# Corn Stalk Hay? Is it okay?



## Skyz84 (Jul 25, 2011)

We are in Texas in the middle of a terrible drought. Our goats are running out of edible browse and I have been feeding them Alfalfa Hay & Sudan Hay. That has become there main staple lately along with a scoop of Goat Chow at milking time.

I saw someone selling "corn stubble hay ( includes shucks,cobs, and stalks)" for dirt cheap. 

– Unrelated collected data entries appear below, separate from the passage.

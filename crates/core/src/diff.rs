//! Baseline-versus-current change log.

use std::collections::{BTreeMap, BTreeSet};
use std::fmt;

use serde::{Deserialize, Serialize};

use crate::compare::CompareColumn;
use crate::table::Table;
use crate::text::normalize_text;

/// Columns never reported as changes.
pub const DIFF_IGNORED_COLUMNS: [CompareColumn; 2] = [CompareColumn::Seq, CompareColumn::EditStatus];

#[derive(Debug, Clone, Copy, PartialEq, Eq, Hash, Serialize, Deserialize)]
pub enum ChangeKind {
    #[serde(rename = "added")]
    Added,
    #[serde(rename = "removed")]
    Removed,
    #[serde(rename = "changed")]
    Changed,
}

impl ChangeKind {
    pub fn as_str(self) -> &'static str {
        match self {
            ChangeKind::Added => "added",
            ChangeKind::Removed => "removed",
            ChangeKind::Changed => "changed",
        }
    }
}

impl fmt::Display for ChangeKind {
    fn fmt(&self, f: &mut fmt::Formatter<'_>) -> fmt::Result {
        f.write_str(self.as_str())
    }
}

/// 一筆變更紀錄。 / One entry of the change log.
#[derive(Debug, Clone, PartialEq, Eq, Serialize, Deserialize)]
pub struct DiffRecord {
    #[serde(rename = "Key")]
    pub key: String,
    #[serde(rename = "Change")]
    pub change: ChangeKind,
    #[serde(rename = "Column")]
    pub column: String,
    #[serde(rename = "Old")]
    pub old: String,
    #[serde(rename = "New")]
    pub new: String,
}

impl DiffRecord {
    fn added(key: &str) -> Self {
        Self {
            key: key.to_string(),
            change: ChangeKind::Added,
            column: "-".to_string(),
            old: String::new(),
            new: "row added".to_string(),
        }
    }

    fn removed(key: &str) -> Self {
        Self {
            key: key.to_string(),
            change: ChangeKind::Removed,
            column: "-".to_string(),
            old: "row present".to_string(),
            new: String::new(),
        }
    }
}

fn key_column(table: &Table) -> Option<&'static str> {
    [CompareColumn::CompareKey, CompareColumn::DictionaryEnglish]
        .into_iter()
        .map(CompareColumn::header)
        .find(|header| table.has_column(header))
}

/// Normalised key → normalised row; later rows win on duplicate keys.
fn keyed_rows(table: &Table, key_header: &str) -> BTreeMap<String, BTreeMap<String, String>> {
    let mut keyed = BTreeMap::new();
    for row in table.rows() {
        let key = normalize_text(row.get(key_header));
        if key.is_empty() {
            continue;
        }
        let cells = row
            .to_map()
            .into_iter()
            .map(|(header, cell)| (header.to_string(), normalize_text(cell)))
            .collect();
        keyed.insert(key, cells);
    }
    keyed
}

/// 比較基準表與目前表格。 / Compares a baseline table against the current one.
///
/// Rows are keyed by `Compare Key`, or by `Dictionary English` when a table lacks it.
/// Output is sorted by key; within a key, changed columns follow header-name order.
/// Returns an empty log when either side has neither key column.
pub fn diff_tables(baseline: &Table, current: &Table) -> Vec<DiffRecord> {
    let (Some(baseline_key), Some(current_key)) = (key_column(baseline), key_column(current))
    else {
        log::warn!("diff skipped: both tables need a Compare Key or Dictionary English column");
        return Vec::new();
    };

    let before = keyed_rows(baseline, baseline_key);
    let after = keyed_rows(current, current_key);
    let keys: BTreeSet<&String> = before.keys().chain(after.keys()).collect();
    let ignored: Vec<&str> = DIFF_IGNORED_COLUMNS
        .iter()
        .map(|column| column.header())
        .collect();

    let mut changes = Vec::new();
    for key in keys {
        let (old_row, new_row) = match (before.get(key), after.get(key)) {
            (None, Some(_)) => {
                changes.push(DiffRecord::added(key));
                continue;
            }
            (Some(_), None) => {
                changes.push(DiffRecord::removed(key));
                continue;
            }
            (Some(old_row), Some(new_row)) => (old_row, new_row),
            (None, None) => continue,
        };

        let columns: BTreeSet<&String> = old_row.keys().chain(new_row.keys()).collect();
        for column in columns {
            if ignored.contains(&column.as_str()) {
                continue;
            }
            let old = old_row.get(column).map(String::as_str).unwrap_or("");
            let new = new_row.get(column).map(String::as_str).unwrap_or("");
            if old != new {
                changes.push(DiffRecord {
                    key: key.clone(),
                    change: ChangeKind::Changed,
                    column: column.clone(),
                    old: old.to_string(),
                    new: new.to_string(),
                });
            }
        }
    }
    changes
}

#[cfg(test)]
mod tests {
    use super::*;

    const HEADERS: [&str; 4] = ["Seq", "Compare Key", "Dictionary Korean", "Edit Status"];

    #[test]
    fn reports_added_removed_and_changed_rows() {
        let baseline = Table::from_literals(
            &HEADERS,
            &[&["1", "Car", "차", ""], &["2", "Bus", "버스", ""]],
        );
        let current = Table::from_literals(
            &HEADERS,
            &[
                &["5", "Car", "자동차", "edited"],
                &["3", "Project", "프로젝트", ""],
            ],
        );
        let log = diff_tables(&baseline, &current);
        assert_eq!(log.len(), 3);

        assert_eq!(log[0], DiffRecord::removed("Bus"));
        assert_eq!(
            log[1],
            DiffRecord {
                key: "Car".to_string(),
                change: ChangeKind::Changed,
                column: "Dictionary Korean".to_string(),
                old: "차".to_string(),
                new: "자동차".to_string(),
            }
        );
        assert_eq!(log[2], DiffRecord::added("Project"));
    }

    #[test]
    fn falls_back_to_dictionary_english_key() {
        let baseline = Table::from_literals(&["Dictionary English", "Note"], &[&["Car", "a"]]);
        let current = Table::from_literals(&["Dictionary English", "Note"], &[&["Car ", "b"]]);
        let log = diff_tables(&baseline, &current);
        assert_eq!(log.len(), 1);
        assert_eq!(log[0].key, "Car");
        assert_eq!(log[0].column, "Note");
    }

    #[test]
    fn whitespace_only_differences_are_not_changes() {
        let baseline = Table::from_literals(&HEADERS, &[&["1", "Car", "차 ", ""]]);
        let current = Table::from_literals(&HEADERS, &[&["1", "Car", "\u{201c}차\u{201d}", ""]]);
        assert!(diff_tables(&baseline, &current).is_empty());
    }

    #[test]
    fn missing_key_columns_yield_empty_log() {
        let baseline = Table::from_literals(&["Other"], &[&["x"]]);
        let current = Table::from_literals(&HEADERS, &[&["1", "Car", "차", ""]]);
        assert!(diff_tables(&baseline, &current).is_empty());
    }
}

Is this something my goats can eat on ALONG with Sudan & Alfalfa hay? Or is my money better spent else were? Just I can buy 3-4 bales of the Corn Stalk hay for the price I can buy ONE bale of Sudan or Alfalfa. I have been looking for something different and thought this might be the answer!

Thanks for any input.

BTW: My goats are 2 Adult Nigerian does in milk & 2 kids


----------



## liz (Oct 5, 2007)

I wouldn't give it as the only form of hay but as long as it's free of mold and cured properly it could help to stretch that precious alfalfa. They may snub it too so I would get just one bale to see how they take to it before I would get 3 or 4 and have it sit because they won't eat it.


----------



## freedomstarfarm (Mar 25, 2011)

Like Liz said just check it real good for mold.


----------



## Skyz84 (Jul 25, 2011)

Okay! Thank You! I have no problem getting just one bale as they are only a few miles away from me. I have to drive clear across town to get alfalfa at even a barely reasonable price lately! I just wanted to make sure it wouldn't necessarily make them sick!


----------



## toth boer goats (Jul 20, 2008)

I agree with the others... :thumb:


----------



## KW Farms (Jun 21, 2008)

I agree with the others as well. It will be a good filler if it's clean, but continue feeding your other hay and grain...you won't want to feed it alone. :thumb:


----------



## milkmaid (Sep 15, 2010)

I believe Pat Coleby mentioned that her goats did very well on chopped corn stalks. I know that my goats love them at harvest time! Do check for mold, etc.


----------



## aussieheelr (Jul 29, 2011)

Agree with the others, it would have to be suplemented with the alfalfa. Corn stalks/cobs etc are good filler to stretch the dollar but doesn't have all the good nutrients that alfalfa has. 
Over here in the land of Olathe sweet corn ther is plenty to go around and the cheepest feed... but it doesn't have everything they need. It would be nice at $50 per ton though.


----------



## Steve (Mar 12, 2011)

The problem with corn stalks,especially in a drought area is they have most likely died standing in the field.Most people around here round bale them after harvesting the corn.When they are like this your goats might eat them but they are not very nutritious for them,beats a dustball but dont expect the goats to live on them.

If they were cut because they were not going to make ears and were green your goats will go nuts for them.Mine will eat the entire stalk if they are fresh.


----------